EXERCISE DETAILS
The data are to be restated in full, exactly as presented.
Segment Open
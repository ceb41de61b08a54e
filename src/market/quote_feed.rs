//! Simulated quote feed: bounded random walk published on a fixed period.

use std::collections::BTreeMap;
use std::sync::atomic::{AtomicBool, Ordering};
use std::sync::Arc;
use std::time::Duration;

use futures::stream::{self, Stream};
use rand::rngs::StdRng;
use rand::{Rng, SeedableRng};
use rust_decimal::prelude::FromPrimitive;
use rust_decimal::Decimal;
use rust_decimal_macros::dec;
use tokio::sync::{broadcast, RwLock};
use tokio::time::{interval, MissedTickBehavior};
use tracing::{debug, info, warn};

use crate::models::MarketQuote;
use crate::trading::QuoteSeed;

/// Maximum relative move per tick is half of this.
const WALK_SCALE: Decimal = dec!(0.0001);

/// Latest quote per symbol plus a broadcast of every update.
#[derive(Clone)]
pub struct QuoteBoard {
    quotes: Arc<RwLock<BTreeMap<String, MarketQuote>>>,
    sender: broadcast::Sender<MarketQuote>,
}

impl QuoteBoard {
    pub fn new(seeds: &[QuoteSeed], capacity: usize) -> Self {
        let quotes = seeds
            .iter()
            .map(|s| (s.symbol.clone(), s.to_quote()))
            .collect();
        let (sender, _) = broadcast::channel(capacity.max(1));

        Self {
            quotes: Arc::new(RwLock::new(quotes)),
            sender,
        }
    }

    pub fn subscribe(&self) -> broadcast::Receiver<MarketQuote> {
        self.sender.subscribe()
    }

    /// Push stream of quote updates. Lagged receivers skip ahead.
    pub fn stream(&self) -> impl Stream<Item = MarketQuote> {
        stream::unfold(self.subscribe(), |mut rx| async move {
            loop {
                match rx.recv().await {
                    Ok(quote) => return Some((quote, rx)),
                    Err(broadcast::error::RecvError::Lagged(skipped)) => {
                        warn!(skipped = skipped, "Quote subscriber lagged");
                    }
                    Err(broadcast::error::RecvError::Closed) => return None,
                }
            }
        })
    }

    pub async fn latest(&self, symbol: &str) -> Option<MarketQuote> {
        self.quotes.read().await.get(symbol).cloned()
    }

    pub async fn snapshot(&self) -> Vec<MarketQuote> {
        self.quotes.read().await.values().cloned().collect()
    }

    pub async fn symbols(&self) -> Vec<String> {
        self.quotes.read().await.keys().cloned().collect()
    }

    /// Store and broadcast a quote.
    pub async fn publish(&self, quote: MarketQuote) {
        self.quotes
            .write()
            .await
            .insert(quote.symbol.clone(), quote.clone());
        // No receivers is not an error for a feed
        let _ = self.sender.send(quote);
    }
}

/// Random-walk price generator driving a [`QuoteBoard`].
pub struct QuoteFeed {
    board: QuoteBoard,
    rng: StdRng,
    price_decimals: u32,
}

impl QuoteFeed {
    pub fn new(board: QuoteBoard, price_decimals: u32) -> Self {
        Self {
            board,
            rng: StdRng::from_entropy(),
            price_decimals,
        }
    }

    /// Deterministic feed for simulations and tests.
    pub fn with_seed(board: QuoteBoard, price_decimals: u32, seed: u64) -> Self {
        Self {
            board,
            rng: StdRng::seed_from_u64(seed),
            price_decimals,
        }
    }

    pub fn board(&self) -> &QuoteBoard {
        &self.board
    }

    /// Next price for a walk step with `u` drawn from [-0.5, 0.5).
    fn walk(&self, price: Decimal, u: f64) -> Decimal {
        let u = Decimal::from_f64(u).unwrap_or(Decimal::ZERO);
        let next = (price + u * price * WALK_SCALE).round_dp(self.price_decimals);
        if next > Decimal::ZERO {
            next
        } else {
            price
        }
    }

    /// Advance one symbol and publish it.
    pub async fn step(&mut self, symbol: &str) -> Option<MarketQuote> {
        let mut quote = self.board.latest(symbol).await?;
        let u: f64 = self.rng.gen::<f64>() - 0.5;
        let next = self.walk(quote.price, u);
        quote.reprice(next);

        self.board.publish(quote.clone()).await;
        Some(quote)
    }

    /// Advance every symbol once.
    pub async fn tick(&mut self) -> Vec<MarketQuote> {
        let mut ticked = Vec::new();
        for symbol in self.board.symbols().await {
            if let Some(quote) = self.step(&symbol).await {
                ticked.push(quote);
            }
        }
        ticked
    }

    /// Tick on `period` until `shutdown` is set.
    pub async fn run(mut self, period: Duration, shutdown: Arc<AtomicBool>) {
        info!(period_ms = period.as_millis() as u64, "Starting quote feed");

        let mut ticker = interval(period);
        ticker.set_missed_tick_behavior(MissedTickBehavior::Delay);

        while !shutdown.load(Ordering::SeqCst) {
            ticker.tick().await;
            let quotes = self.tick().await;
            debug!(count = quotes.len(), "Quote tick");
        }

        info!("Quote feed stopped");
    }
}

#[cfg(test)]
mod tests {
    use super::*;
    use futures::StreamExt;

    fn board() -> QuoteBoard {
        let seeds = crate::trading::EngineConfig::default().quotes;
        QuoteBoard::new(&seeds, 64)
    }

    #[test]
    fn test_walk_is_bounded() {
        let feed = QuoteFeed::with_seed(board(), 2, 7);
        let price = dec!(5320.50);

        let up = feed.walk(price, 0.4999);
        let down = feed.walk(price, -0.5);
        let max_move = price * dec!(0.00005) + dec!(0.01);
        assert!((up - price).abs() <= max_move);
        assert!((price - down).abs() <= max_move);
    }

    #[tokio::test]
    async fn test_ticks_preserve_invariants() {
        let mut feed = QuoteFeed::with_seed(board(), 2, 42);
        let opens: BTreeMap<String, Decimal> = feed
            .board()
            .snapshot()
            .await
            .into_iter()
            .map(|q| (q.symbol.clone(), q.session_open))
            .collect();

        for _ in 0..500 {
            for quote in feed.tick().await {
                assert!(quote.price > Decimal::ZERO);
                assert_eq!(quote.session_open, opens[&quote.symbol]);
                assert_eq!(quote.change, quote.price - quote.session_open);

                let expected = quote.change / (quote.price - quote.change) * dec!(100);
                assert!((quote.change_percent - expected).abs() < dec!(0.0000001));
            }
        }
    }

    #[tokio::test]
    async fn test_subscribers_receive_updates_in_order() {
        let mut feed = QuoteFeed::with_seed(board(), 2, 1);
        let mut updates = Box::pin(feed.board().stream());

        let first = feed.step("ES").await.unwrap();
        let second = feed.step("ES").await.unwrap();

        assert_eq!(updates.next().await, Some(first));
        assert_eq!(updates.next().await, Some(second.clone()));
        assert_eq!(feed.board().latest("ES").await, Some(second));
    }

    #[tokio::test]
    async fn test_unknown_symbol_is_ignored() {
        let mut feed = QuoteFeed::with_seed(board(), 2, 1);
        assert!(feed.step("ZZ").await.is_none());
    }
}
Segment Closed
RESPONSE TO THIS EXERCISE
repository ceb41de61b08a54e
filename src/market/quote_feed.rs
//! Simulated quote feed: bounded random walk published on a fixed period.

use std::collections::BTreeMap;
use std::sync::atomic::{AtomicBool, Ordering};
use std::sync::Arc;
use std::time::Duration;

use futures::stream::{self, Stream};
use rand::rngs::StdRng;
use rand::{Rng, SeedableRng};
use rust_decimal::prelude::FromPrimitive;
use rust_decimal::Decimal;
use rust_decimal_macros::dec;
use tokio::sync::{broadcast, RwLock};
use tokio::time::{interval, MissedTickBehavior};
use tracing::{debug, info, warn};

use crate::models::MarketQuote;
use crate::trading::QuoteSeed;

/// Maximum relative move per tick is half of this.
const WALK_SCALE: Decimal = dec!(0.0001);

/// Latest quote per symbol plus a broadcast of every update.
#[derive(Clone)]
pub struct QuoteBoard {
    quotes: Arc<RwLock<BTreeMap<String, MarketQuote>>>,
    sender: broadcast::Sender<MarketQuote>,
}

impl QuoteBoard {
    pub fn new(seeds: &[QuoteSeed], capacity: usize) -> Self {
        let quotes = seeds
            .iter()
            .map(|s| (s.symbol.clone(), s.to_quote()))
            .collect();
        let (sender, _) = broadcast::channel(capacity.max(1));

        Self {
            quotes: Arc::new(RwLock::new(quotes)),
            sender,
        }
    }

    pub fn subscribe(&self) -> broadcast::Receiver<MarketQuote> {
        self.sender.subscribe()
    }

    /// Push stream of quote updates. Lagged receivers skip ahead.
    pub fn stream(&self) -> impl Stream<Item = MarketQuote> {
        stream::unfold(self.subscribe(), |mut rx| async move {
            loop {
                match rx.recv().await {
                    Ok(quote) => return Some((quote, rx)),
                    Err(broadcast::error::RecvError::Lagged(skipped)) => {
                        warn!(skipped = skipped, "Quote subscriber lagged");
                    }
                    Err(broadcast::error::RecvError::Closed) => return None,
                }
            }
        })
    }

    pub async fn latest(&self, symbol: &str) -> Option<MarketQuote> {
        self.quotes.read().await.get(symbol).cloned()
    }

    pub async fn snapshot(&self) -> Vec<MarketQuote> {
        self.quotes.read().await.values().cloned().collect()
    }

    pub async fn symbols(&self) -> Vec<String> {
        self.quotes.read().await.keys().cloned().collect()
    }

    /// Store and broadcast a quote.
    pub async fn publish(&self, quote: MarketQuote) {
        self.quotes
            .write()
            .await
            .insert(quote.symbol.clone(), quote.clone());
        // No receivers is not an error for a feed
        let _ = self.sender.send(quote);
    }
}

/// Random-walk price generator driving a [`QuoteBoard`].
pub struct QuoteFeed {
    board: QuoteBoard,
    rng: StdRng,
    price_decimals: u32,
}

impl QuoteFeed {
    pub fn new(board: QuoteBoard, price_decimals: u32) -> Self {
        Self {
            board,
            rng: StdRng::from_entropy(),
            price_decimals,
        }
    }

    /// Deterministic feed for simulations and tests.
    pub fn with_seed(board: QuoteBoard, price_decimals: u32, seed: u64) -> Self {
        Self {
            board,
            rng: StdRng::seed_from_u64(seed),
            price_decimals,
        }
    }

    pub fn board(&self) -> &QuoteBoard {
        &self.board
    }

    /// Next price for a walk step with `u` drawn from [-0.5, 0.5).
    fn walk(&self, price: Decimal, u: f64) -> Decimal {
        let u = Decimal::from_f64(u).unwrap_or(Decimal::ZERO);
        let next = (price + u * price * WALK_SCALE).round_dp(self.price_decimals);
        if next > Decimal::ZERO {
            next
        } else {
            price
        }
    }

    /// Advance one symbol and publish it.
    pub async fn step(&mut self, symbol: &str) -> Option<MarketQuote> {
        let mut quote = self.board.latest(symbol).await?;
        let u: f64 = self.rng.gen::<f64>() - 0.5;
        let next = self.walk(quote.price, u);
        quote.reprice(next);

        self.board.publish(quote.clone()).await;
        Some(quote)
    }

    /// Advance every symbol once.
    pub async fn tick(&mut self) -> Vec<MarketQuote> {
        let mut ticked = Vec::new();
        for symbol in self.board.symbols().await {
            if let Some(quote) = self.step(&symbol).await {
                ticked.push(quote);
            }
        }
        ticked
    }

    /// Tick on `period` until `shutdown` is set.
    pub async fn run(mut self, period: Duration, shutdown: Arc<AtomicBool>) {
        info!(period_ms = period.as_millis() as u64, "Starting quote feed");

        let mut ticker = interval(period);
        ticker.set_missed_tick_behavior(MissedTickBehavior::Delay);

        while !shutdown.load(Ordering::SeqCst) {
            ticker.tick().await;
            let quotes = self.tick().await;
            debug!(count = quotes.len(), "Quote tick");
        }

        info!("Quote feed stopped");
    }
}

#[cfg(test)]
mod tests {
    use super::*;
    use futures::StreamExt;

    fn board() -> QuoteBoard {
        let seeds = crate::trading::EngineConfig::default().quotes;
        QuoteBoard::new(&seeds, 64)
    }

    #[test]
    fn test_walk_is_bounded() {
        let feed = QuoteFeed::with_seed(board(), 2, 7);
        let price = dec!(5320.50);

        let up = feed.walk(price, 0.4999);
        let down = feed.walk(price, -0.5);
        let max_move = price * dec!(0.00005) + dec!(0.01);
        assert!((up - price).abs() <= max_move);
        assert!((price - down).abs() <= max_move);
    }

    #[tokio::test]
    async fn test_ticks_preserve_invariants() {
        let mut feed = QuoteFeed::with_seed(board(), 2, 42);
        let opens: BTreeMap<String, Decimal> = feed
            .board()
            .snapshot()
            .await
            .into_iter()
            .map(|q| (q.symbol.clone(), q.session_open))
            .collect();

        for _ in 0..500 {
            for quote in feed.tick().await {
                assert!(quote.price > Decimal::ZERO);
                assert_eq!(quote.session_open, opens[&quote.symbol]);
                assert_eq!(quote.change, quote.price - quote.session_open);

                let expected = quote.change / (quote.price - quote.change) * dec!(100);
                assert!((quote.change_percent - expected).abs() < dec!(0.0000001));
            }
        }
    }

    #[tokio::test]
    async fn test_subscribers_receive_updates_in_order() {
        let mut feed = QuoteFeed::with_seed(board(), 2, 1);
        let mut updates = Box::pin(feed.board().stream());

        let first = feed.step("ES").await.unwrap();
        let second = feed.step("ES").await.unwrap();

        assert_eq!(updates.next().await, Some(first));
        assert_eq!(updates.next().await, Some(second.clone()));
        assert_eq!(feed.board().latest("ES").await, Some(second));
    }

    #[tokio::test]
    async fn test_unknown_symbol_is_ignored() {
        let mut feed = QuoteFeed::with_seed(board(), 2, 1);
        assert!(feed.step("ZZ").await.is_none());
    }
}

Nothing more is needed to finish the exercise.